Autism: A model of neurodevelopmental diversity informed by genomics

Abstract

Definitions of autism are constantly in flux and the validity and utility of diagnostic criteria remain hotly debated. The boundaries of autism are unclear and there is considerable heterogeneity within autistic individuals. Autistic individuals experience a range of co-occurring conditions notably including other childhood onset neurodevelopmental conditions such as intellectual disability, epilepsy and ADHD, but also other neuropsychiatric conditions. Recently, the neurodiversity movement has challenged the conception of autism as a medical syndrome defined by functional deficits. Whereas others have argued that autistic individuals with the highest support needs, including those with intellectual disability and limited functional communication, are better represented by a medical model.
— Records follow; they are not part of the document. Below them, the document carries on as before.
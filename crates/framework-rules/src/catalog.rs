//! The actual pattern tables, grounded in the original agent's
//! `framework_selectors.py` "Day 0" knowledge: each framework is keyed by
//! component class, each component carries a base pattern plus named
//! variants. Covers Material UI, Ant Design, and Bootstrap -- the three
//! frameworks the original catalogs in depth -- plus the universal table
//! used when no framework is detected.

use once_cell::sync::Lazy;

#[derive(Debug, Clone, Copy, PartialEq, Eq, Hash)]
pub enum Framework {
    MaterialUi,
    AntDesign,
    Bootstrap,
}

impl Framework {
    pub fn name(&self) -> &'static str {
        match self {
            Framework::MaterialUi => "Material UI",
            Framework::AntDesign => "Ant Design",
            Framework::Bootstrap => "Bootstrap",
        }
    }
}

#[derive(Debug, Clone, Copy, PartialEq, Eq, Hash)]
pub enum ComponentClass {
    Button,
    TextField,
    Select,
    Checkbox,
    Dialog,
}

impl ComponentClass {
    pub const ALL: [ComponentClass; 5] = [
        ComponentClass::Button,
        ComponentClass::TextField,
        ComponentClass::Select,
        ComponentClass::Checkbox,
        ComponentClass::Dialog,
    ];

    pub fn keywords(&self) -> &'static [&'static str] {
        match self {
            ComponentClass::Button => &["click", "button", "submit", "confirm", "send", "press", "tap"],
            ComponentClass::TextField => &["fill", "type", "enter", "input", "field", "textbox", "email", "password", "username"],
            ComponentClass::Select => &["select", "dropdown", "choose", "pick", "option"],
            ComponentClass::Checkbox => &["check", "checkbox", "uncheck", "toggle"],
            ComponentClass::Dialog => &["dialog", "modal", "close", "dismiss", "popup"],
        }
    }
}

#[derive(Debug, Clone)]
pub struct Pattern {
    pub template: String,
    pub relevance: f64,
}

impl Pattern {
    fn new(template: &str, relevance: f64) -> Self {
        Self { template: template.to_string(), relevance }
    }
}

type FrameworkTable = std::collections::HashMap<(Framework, ComponentClass), Vec<Pattern>>;

static FRAMEWORK_TABLE: Lazy<FrameworkTable> = Lazy::new(|| {
    use ComponentClass::*;
    use Framework::*;
    let mut table: FrameworkTable = std::collections::HashMap::new();

    table.insert((MaterialUi, Button), vec![
        Pattern::new("button.MuiButton-root:has-text('{text}')", 0.82),
        Pattern::new(".MuiButton-root.MuiButton-contained:has-text('{text}')", 0.78),
        Pattern::new(".MuiButton-root", 0.55),
        Pattern::new(".MuiIconButton-root", 0.5),
    ]);
    table.insert((MaterialUi, TextField), vec![
        Pattern::new(".MuiFormControl-root:has(.MuiInputLabel-root:has-text('{label}')) .MuiInputBase-input", 0.8),
        Pattern::new(".MuiInputBase-input[placeholder*='{text}']", 0.75),
        Pattern::new(".MuiInputBase-input[name='{name}']", 0.75),
        Pattern::new(".MuiOutlinedInput-input", 0.5),
    ]);
    table.insert((MaterialUi, Select), vec![
        Pattern::new(".MuiFormControl-root:has(.MuiInputLabel-root:has-text('{label}')) .MuiSelect-select", 0.78),
        Pattern::new(".MuiSelect-select", 0.55),
        Pattern::new(".MuiMenuItem-root:has-text('{text}')", 0.7),
    ]);
    table.insert((MaterialUi, Checkbox), vec![
        Pattern::new(".MuiFormControlLabel-root:has-text('{label}') .MuiCheckbox-root", 0.78),
        Pattern::new(".MuiCheckbox-root input[type='checkbox']", 0.55),
    ]);
    table.insert((MaterialUi, Dialog), vec![
        Pattern::new(".MuiDialog-root button:has(.MuiSvgIcon-root[data-testid='CloseIcon'])", 0.75),
        Pattern::new(".MuiDialog-paper", 0.45),
    ]);

    table.insert((AntDesign, Button), vec![
        Pattern::new("button.ant-btn:has-text('{text}')", 0.82),
        Pattern::new(".ant-btn-primary:has-text('{text}')", 0.78),
        Pattern::new(".ant-btn", 0.55),
    ]);
    table.insert((AntDesign, TextField), vec![
        Pattern::new(".ant-form-item:has(.ant-form-item-label:has-text('{label}')) input.ant-input", 0.8),
        Pattern::new("input.ant-input[placeholder*='{text}']", 0.75),
        Pattern::new(".ant-input", 0.5),
    ]);
    table.insert((AntDesign, Select), vec![
        Pattern::new(".ant-select:has-text('{label}')", 0.75),
        Pattern::new(".ant-select-selector", 0.55),
        Pattern::new(".ant-select-item-option:has-text('{text}')", 0.7),
    ]);
    table.insert((AntDesign, Checkbox), vec![
        Pattern::new(".ant-checkbox-wrapper:has-text('{label}')", 0.78),
        Pattern::new(".ant-checkbox-input", 0.55),
    ]);
    table.insert((AntDesign, Dialog), vec![
        Pattern::new(".ant-modal-close", 0.75),
        Pattern::new(".ant-modal-content", 0.45),
    ]);

    table.insert((Bootstrap, Button), vec![
        Pattern::new("button.btn:has-text('{text}')", 0.78),
        Pattern::new(".btn-primary:has-text('{text}')", 0.74),
        Pattern::new(".btn", 0.5),
    ]);
    table.insert((Bootstrap, TextField), vec![
        Pattern::new(".form-group:has(label:has-text('{label}')) .form-control", 0.76),
        Pattern::new(".form-control[placeholder*='{text}']", 0.72),
        Pattern::new(".form-control", 0.45),
    ]);
    table.insert((Bootstrap, Select), vec![
        Pattern::new("select.form-select", 0.6),
        Pattern::new(".dropdown-item:has-text('{text}')", 0.68),
    ]);
    table.insert((Bootstrap, Checkbox), vec![
        Pattern::new(".form-check:has-text('{label}') .form-check-input", 0.74),
        Pattern::new(".form-check-input", 0.5),
    ]);
    table.insert((Bootstrap, Dialog), vec![
        Pattern::new("[data-dismiss='modal']", 0.75),
        Pattern::new(".modal-content", 0.45),
    ]);

    table
});

type UniversalTable = std::collections::HashMap<ComponentClass, Vec<Pattern>>;

static UNIVERSAL_TABLE: Lazy<UniversalTable> = Lazy::new(|| {
    use ComponentClass::*;
    let mut table: UniversalTable = std::collections::HashMap::new();

    table.insert(Button, vec![
        Pattern::new("button:has-text('{text}')", 0.6),
        Pattern::new("[role='button']:has-text('{text}')", 0.55),
        Pattern::new("a:has-text('{text}')", 0.45),
        Pattern::new("input[type='submit']", 0.4),
    ]);
    table.insert(TextField, vec![
        Pattern::new("input[placeholder*='{text}']", 0.55),
        Pattern::new("input[name*='{name}']", 0.5),
        Pattern::new("label:has-text('{label}') + input", 0.5),
        Pattern::new("textarea", 0.35),
    ]);
    table.insert(Select, vec![
        Pattern::new("select", 0.5),
        Pattern::new("[role='listbox']", 0.45),
        Pattern::new("option:has-text('{text}')", 0.5),
    ]);
    table.insert(Checkbox, vec![
        Pattern::new("input[type='checkbox']", 0.5),
        Pattern::new("[role='checkbox']", 0.45),
    ]);
    table.insert(Dialog, vec![
        Pattern::new("[aria-label='Close']", 0.55),
        Pattern::new(".modal-close", 0.5),
        Pattern::new("[role='dialog']", 0.4),
    ]);

    table
});

pub fn framework_patterns(framework: Framework, component: ComponentClass) -> &'static [Pattern] {
    FRAMEWORK_TABLE.get(&(framework, component)).map(|v| v.as_slice()).unwrap_or(&[])
}

pub fn universal_patterns(component: ComponentClass) -> &'static [Pattern] {
    UNIVERSAL_TABLE.get(&component).map(|v| v.as_slice()).unwrap_or(&[])
}
#![allow(dead_code)]

use std::sync::Arc;

use async_trait::async_trait;
use thiserror::Error;
use tokio::sync::{broadcast, mpsc};

#[derive(Debug, Error, Clone)]
pub enum EventBusError {
    #[error("no subscriber is listening")]
    NoSubscribers,
}

/// Trait implemented by payload types that can be carried on the bus.
pub trait Event: Clone + Send + Sync + std::fmt::Debug + 'static {}

impl<T> Event for T where T: Clone + Send + Sync + std::fmt::Debug + 'static {}

#[async_trait]
pub trait EventBus<E>: Send + Sync
where
    E: Event,
{
    async fn publish(&self, event: E) -> Result<(), EventBusError>;
    fn subscribe(&self) -> broadcast::Receiver<E>;
}

/// Simple in-memory bus: the Step Orchestrator publishes `ExecutionEvent`s
/// here, the Learning Engine subscribes and batches them into knowledge-base
/// updates and pattern mining passes.
pub struct InMemoryBus<E>
where
    E: Event,
{
    sender: broadcast::Sender<E>,
}

impl<E> InMemoryBus<E>
where
    E: Event,
{
    pub fn new(capacity: usize) -> Arc<Self> {
        let (sender, _) = broadcast::channel(capacity.max(1));
        Arc::new(Self { sender })
    }
}

#[async_trait]
impl<E> EventBus<E> for InMemoryBus<E>
where
    E: Event,
{
    async fn publish(&self, event: E) -> Result<(), EventBusError> {
        self.sender.send(event).map(|_| ()).map_err(|_| EventBusError::NoSubscribers)
    }

    fn subscribe(&self) -> broadcast::Receiver<E> {
        self.sender.subscribe()
    }
}

/// Materializes an mpsc receiver from a bus subscription so callers can await
/// events without handling broadcast lag/closed semantics directly.
pub fn to_mpsc<E>(bus: Arc<InMemoryBus<E>>, capacity: usize) -> mpsc::Receiver<E>
where
    E: Event,
{
    let mut rx = bus.subscribe();
    let (tx, out_rx) = mpsc::channel(capacity.max(1));
    tokio::spawn(async move {
        while let Ok(ev) = rx.recv().await {
            if tx.send(ev).await.is_err() {
                break;
            }
        }
    });
    out_rx
}

#[cfg(test)]
mod tests {
    use super::*;

    #[derive(Clone, Debug, PartialEq)]
    struct Ping(u32);

    #[tokio::test]
    async fn publish_delivers_to_subscriber() {
        let bus = InMemoryBus::<Ping>::new(8);
        let mut rx = bus.subscribe();
        bus.publish(Ping(1)).await.unwrap();
        assert_eq!(rx.recv().await.unwrap(), Ping(1));
    }

    #[tokio::test]
    async fn publish_without_subscribers_errors() {
        let bus = InMemoryBus::<Ping>::new(8);
        let err = bus.publish(Ping(1)).await.unwrap_err();
        assert!(matches!(err, EventBusError::NoSubscribers));
    }
}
Genomic research indicates that, rather than being a circumscribed biological entity, autism can be understood in relation to two continua. On the one hand, it can be conceived as lying on a continuum of population variation in social and adaptive functioning traits, reflecting in large part the combination of multiple alleles of small effect. On the other, it can be viewed as lying on a broader neurodevelopmental continuum whereby rare genetic mutations and environmental risk factors impact the developing brain, resulting in a diverse spectrum of outcomes including childhood-onset neurodevelopmental conditions as well as adult-onset psychiatric conditions such as schizophrenia. This model helps us understand heterogeneity within autism and to reconcile the view that autism is a part of natural variability, as advocated by the neurodiversity movement, with the presence of co-occurring disabilities and impairments of function in some autistic individuals.